_Work order:_ Go through the records line by line from the top and repeat each one exactly, ending with the line that contains "pub enum Clause".
Exercise data: Begin
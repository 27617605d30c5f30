// SPDX-License-Identifier: Apache-2.0

//! Two-axis filters: model, query-string parsing, and evaluation to masks.

use cxg_codec::Column;
use cxg_core::CxgError;
use cxg_store::{Axis, CxgAdaptor};
use serde::{Deserialize, Serialize};
use serde_json::Value;

#[derive(Debug, Clone, Default, PartialEq, Serialize, Deserialize)]
#[serde(deny_unknown_fields)]
pub struct Filter {
    #[serde(default, skip_serializing_if = "Option::is_none")]
    pub obs: Option<AxisFilter>,
    #[serde(default, skip_serializing_if = "Option::is_none")]
    pub var: Option<AxisFilter>,
}

#[derive(Debug, Clone, Default, PartialEq, Serialize, Deserialize)]
#[serde(deny_unknown_fields)]
pub struct AxisFilter {
    #[serde(default, skip_serializing_if = "Option::is_none")]
    pub index: Option<Vec<IndexClause>>,
    #[serde(default, skip_serializing_if = "Option::is_none")]
    pub annotation_value: Option<Vec<Clause>>,
}

/// A single position or a half-open `[start, stop)` range.
#[derive(Debug, Clone, Copy, PartialEq, Eq, Serialize, Deserialize)]
#[serde(untagged)]
pub enum IndexClause {
    Single(usize),
    Range([usize; 2]),
}

#[derive(Debug, Clone, PartialEq, Serialize, Deserialize)]
#[serde(deny_unknown_fields)]
pub struct MembershipClause {
    pub name: String,
    pub values: Vec<Value>,
}

#[derive(Debug, Clone, PartialEq, Serialize, Deserialize)]
#[serde(deny_unknown_fields)]
pub struct RangeClause {
    pub name: String,
    #[serde(default, skip_serializing_if = "Option::is_none")]
    pub min: Option<f64>,
    #[serde(default, skip_serializing_if = "Option::is_none")]
    pub max: Option<f64>,
}

/// Clauses carry either a value list or bounds, never both.
#[derive(Debug, Clone, PartialEq, Serialize, Deserialize)]
#[serde(untagged)]
pub enum Clause {
    Membership(MembershipClause),
    Range(RangeClause),
}

impl Clause {
    #[must_use]
    pub fn name(&self) -> &str {
        match self {
            Self::Membership(c) => &c.name,
            Self::Range(c) => &c.name,
        }
    }
}

impl Filter {
    #[must_use]
    pub fn axis(&self, axis: Axis) -> Option<&AxisFilter> {
        match axis {
            Axis::Obs => self.obs.as_ref(),
            Axis::Var => self.var.as_ref(),
        }
    }

    #[must_use]
    pub fn is_empty(&self) -> bool {
        self.obs.is_none() && self.var.is_none()
    }

    /// Parses a JSON filter document, mapping shape errors to filter errors.
    pub fn from_json(value: Value) -> Result<Self, CxgError> {
        serde_json::from_value(value).map_err(|e| CxgError::filter(format!("malformed filter: {e}")))
    }
}

fn axis_from_str(raw: &str) -> Option<Axis> {
    match raw {
        "obs" => Some(Axis::Obs),
        "var" => Some(Axis::Var),
        _ => None,
    }
}

fn parse_bound(raw: &str) -> Result<Option<f64>, ()> {
    let raw = raw.trim();
    if raw == "*" {
        return Ok(None);
    }
    raw.parse::<f64>().map(Some).map_err(|_| ())
}

fn parse_index(raw: &str) -> Result<IndexClause, CxgError> {
    let bad = || CxgError::filter(format!("malformed index clause {raw}"));
    match raw.split_once('-') {
        Some((a, b)) => Ok(IndexClause::Range([
            a.parse().map_err(|_| bad())?,
            b.parse().map_err(|_| bad())?,
        ])),
        None => Ok(IndexClause::Single(raw.parse().map_err(|_| bad())?)),
    }
}

/// Builds a filter from `<axis>:<column>=<value>` query parameters.
///
/// `min,max` values (either side may be `*`) are range clauses, and
/// `<axis>:index=<i>` or `<axis>:index=<start>-<stop>` select positions.
/// Repeated keys for one column collapse into a single membership clause.
/// Parameters without an axis prefix are ignored.
pub fn filter_from_query<K, V>(pairs: &[(K, V)]) -> Result<Filter, CxgError>
where
    K: AsRef<str>,
    V: AsRef<str>,
{
    let mut filter = Filter::default();
    for (key, value) in pairs {
        let (key, value) = (key.as_ref(), value.as_ref());
        let Some((axis_raw, column)) = key.split_once(':') else {
            continue;
        };
        let axis = axis_from_str(axis_raw)
            .ok_or_else(|| CxgError::filter(format!("unknown filter axis {axis_raw}")))?;
        if column.is_empty() {
            return Err(CxgError::filter(format!("filter key {key} names no column")));
        }
        let slot = match axis {
            Axis::Obs => &mut filter.obs,
            Axis::Var => &mut filter.var,
        };
        let axis_filter = slot.get_or_insert_with(AxisFilter::default);
        if column == "index" {
            axis_filter
                .index
                .get_or_insert_with(Vec::new)
                .push(parse_index(value)?);
            continue;
        }
        let clauses = axis_filter.annotation_value.get_or_insert_with(Vec::new);
        if let Some((lo, hi)) = value.split_once(',') {
            if let (Ok(min), Ok(max)) = (parse_bound(lo), parse_bound(hi)) {
                clauses.push(Clause::Range(RangeClause {
                    name: column.to_string(),
                    min,
                    max,
                }));
                continue;
            }
        }
        let existing = clauses.iter_mut().find_map(|c| match c {
            Clause::Membership(m) if m.name == column => Some(m),
            _ => None,
        });
        match existing {
            Some(m) => m.values.push(Value::String(value.to_string())),
            None => clauses.push(Clause::Membership(MembershipClause {
                name: column.to_string(),
                values: vec![Value::String(value.to_string())],
            })),
        }
    }
    Ok(filter)
}

/// Checks clause names, index bounds, and clause shapes against the dataset
/// without reading any column.
pub fn validate_axis(adaptor: &CxgAdaptor, axis: Axis, filter: &AxisFilter) -> Result<(), CxgError> {
    let len = axis_len(adaptor, axis);
    for clause in filter.index.iter().flatten() {
        let ok = match clause {
            IndexClause::Single(i) => *i < len,
            IndexClause::Range([a, b]) => a <= b && *b <= len,
        };
        if !ok {
            return Err(CxgError::filter(format!(
                "{} index clause {clause:?} out of range for {len}",
                axis.as_str()
            )));
        }
    }
    for clause in filter.annotation_value.iter().flatten() {
        if !adaptor.has_column(axis, clause.name()) {
            return Err(CxgError::filter(format!(
                "unknown {} annotation {}",
                axis.as_str(),
                clause.name()
            )));
        }
        if let Clause::Range(r) = clause {
            if r.min.is_none() && r.max.is_none() {
                return Err(CxgError::filter(format!(
                    "range clause on {} has no bounds",
                    r.name
                )));
            }
        }
    }
    Ok(())
}

fn axis_len(adaptor: &CxgAdaptor, axis: Axis) -> usize {
    let (n_obs, n_var) = adaptor.shape();
    match axis {
        Axis::Obs => n_obs,
        Axis::Var => n_var,
    }
}

/// Row masks selected by a filter.
#[derive(Debug, Clone, Default, PartialEq)]
pub struct Selection {
    /// `None` selects the whole axis.
    pub obs: Option<Vec<bool>>,
    pub var: Option<Vec<bool>>,
}

impl Selection {
    #[must_use]
    pub fn mask(&self, axis: Axis) -> Option<&[bool]> {
        match axis {
            Axis::Obs => self.obs.as_deref(),
            Axis::Var => self.var.as_deref(),
        }
    }
}

/// Validates and evaluates `filter`. Axes outside `allowed` are rejected.
pub fn resolve_filter(
    adaptor: &CxgAdaptor,
    filter: &Filter,
    allowed: &[Axis],
) -> Result<Selection, CxgError> {
    for axis in [Axis::Obs, Axis::Var] {
        if let Some(f) = filter.axis(axis) {
            if !allowed.contains(&axis) {
                return Err(CxgError::filter(format!(
                    "{} filter is not supported here",
                    axis.as_str()
                )));
            }
            validate_axis(adaptor, axis, f)?;
        }
    }
    Ok(Selection {
        obs: filter
            .obs
            .as_ref()
            .map(|f| axis_mask(adaptor, Axis::Obs, f))
            .transpose()?,
        var: filter
            .var
            .as_ref()
            .map(|f| axis_mask(adaptor, Axis::Var, f))
            .transpose()?,
    })
}

/// Index clauses are unioned, annotation clauses intersected, and the two
/// groups intersected with each other.
fn axis_mask(adaptor: &CxgAdaptor, axis: Axis, filter: &AxisFilter) -> Result<Vec<bool>, CxgError> {
    let len = axis_len(adaptor, axis);
    let mut mask = match &filter.index {
        Some(clauses) => {
            let mut m = vec![false; len];
            for clause in clauses {
                match clause {
                    IndexClause::Single(i) => m[*i] = true,
                    IndexClause::Range([a, b]) => m[*a..*b].iter_mut().for_each(|x| *x = true),
                }
            }
            m
        }
        None => vec![true; len],
    };
    for clause in filter.annotation_value.iter().flatten() {
        let column = adaptor.query(axis, clause.name())?;
        let hits = clause_mask(clause, &column)?;
        for (m, h) in mask.iter_mut().zip(hits) {
            *m &= h;
        }
    }
    Ok(mask)
}

fn value_label(v: &Value) -> String {
    match v {
        Value::String(s) => s.clone(),
        other => other.to_string(),
    }
}

fn value_number(v: &Value) -> Option<f64> {
    match v {
        Value::Number(n) => n.as_f64(),
        Value::String(s) => s.trim().parse().ok(),
        _ => None,
    }
}

fn numeric_values(column: &Column) -> Option<Vec<f64>> {
    match column {
        Column::Json(values) => values.iter().map(value_number).collect(),
        Column::Categorical { .. } | Column::Strings(_) | Column::Bool(_) => None,
        other => other
            .to_f32_dense()
            .map(|v| v.into_iter().map(f64::from).collect()),
    }
}

/// Evaluates one annotation clause over a column.
pub fn clause_mask(clause: &Clause, column: &Column) -> Result<Vec<bool>, CxgError> {
    match clause {
        Clause::Range(r) => {
            let values = numeric_values(column).ok_or_else(|| {
                CxgError::filter(format!("range filter on non-numeric column {}", r.name))
            })?;
            Ok(values
                .iter()
                .map(|v| {
                    !v.is_nan()
                        && r.min.map_or(true, |lo| *v >= lo)
                        && r.max.map_or(true, |hi| *v <= hi)
                })
                .collect())
        }
        Clause::Membership(m) => {
            let labels: Vec<String> = m.values.iter().map(value_label).collect();
            match column {
                Column::Categorical { codes, categories } => {
                    let wanted: Vec<bool> =
                        categories.iter().map(|c| labels.contains(c)).collect();
                    // codes past the category list match nothing
                    Ok(codes
                        .iter()
                        .map(|c| wanted.get(*c as usize).copied().unwrap_or(false))
                        .collect())
                }
                Column::Strings(values) => Ok(values.iter().map(|v| labels.contains(v)).collect()),
                Column::Bool(values) => Ok(values
                    .iter()
                    .map(|b| labels.iter().any(|l| l == if *b { "true" } else { "false" }))
                    .collect()),
                Column::Float32(values) => {
                    let targets = number_targets(m)?;
                    Ok(values
                        .iter()
                        .map(|v| targets.iter().any(|t| *v == *t as f32))
                        .collect())
                }
                other => {
                    let targets = number_targets(m)?;
                    let values = numeric_values(other).ok_or_else(|| {
                        CxgError::filter(format!("cannot filter column {}", m.name))
                    })?;
                    Ok(values.iter().map(|v| targets.contains(v)).collect())
                }
            }
        }
    }
}

fn number_targets(m: &MembershipClause) -> Result<Vec<f64>, CxgError> {
    m.values
        .iter()
        .map(|v| {
            value_number(v).ok_or_else(|| {
                CxgError::filter(format!("value {v} is not a number for column {}", m.name))
            })
        })
        .collect()
}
Exercise data: End
_Result of the exercise:_
repository 27617605d30c5f30
// SPDX-License-Identifier: Apache-2.0

//! Two-axis filters: model, query-string parsing, and evaluation to masks.

use cxg_codec::Column;
use cxg_core::CxgError;
use cxg_store::{Axis, CxgAdaptor};
use serde::{Deserialize, Serialize};
use serde_json::Value;

#[derive(Debug, Clone, Default, PartialEq, Serialize, Deserialize)]
#[serde(deny_unknown_fields)]
pub struct Filter {
    #[serde(default, skip_serializing_if = "Option::is_none")]
    pub obs: Option<AxisFilter>,
    #[serde(default, skip_serializing_if = "Option::is_none")]
    pub var: Option<AxisFilter>,
}

#[derive(Debug, Clone, Default, PartialEq, Serialize, Deserialize)]
#[serde(deny_unknown_fields)]
pub struct AxisFilter {
    #[serde(default, skip_serializing_if = "Option::is_none")]
    pub index: Option<Vec<IndexClause>>,
    #[serde(default, skip_serializing_if = "Option::is_none")]
    pub annotation_value: Option<Vec<Clause>>,
}

/// A single position or a half-open `[start, stop)` range.
#[derive(Debug, Clone, Copy, PartialEq, Eq, Serialize, Deserialize)]
#[serde(untagged)]
pub enum IndexClause {
    Single(usize),
    Range([usize; 2]),
}

#[derive(Debug, Clone, PartialEq, Serialize, Deserialize)]
#[serde(deny_unknown_fields)]
pub struct MembershipClause {
    pub name: String,
    pub values: Vec<Value>,
}

#[derive(Debug, Clone, PartialEq, Serialize, Deserialize)]
#[serde(deny_unknown_fields)]
pub struct RangeClause {
    pub name: String,
    #[serde(default, skip_serializing_if = "Option::is_none")]
    pub min: Option<f64>,
    #[serde(default, skip_serializing_if = "Option::is_none")]
    pub max: Option<f64>,
}

/// Clauses carry either a value list or bounds, never both.
#[derive(Debug, Clone, PartialEq, Serialize, Deserialize)]
#[serde(untagged)]
pub enum Clause {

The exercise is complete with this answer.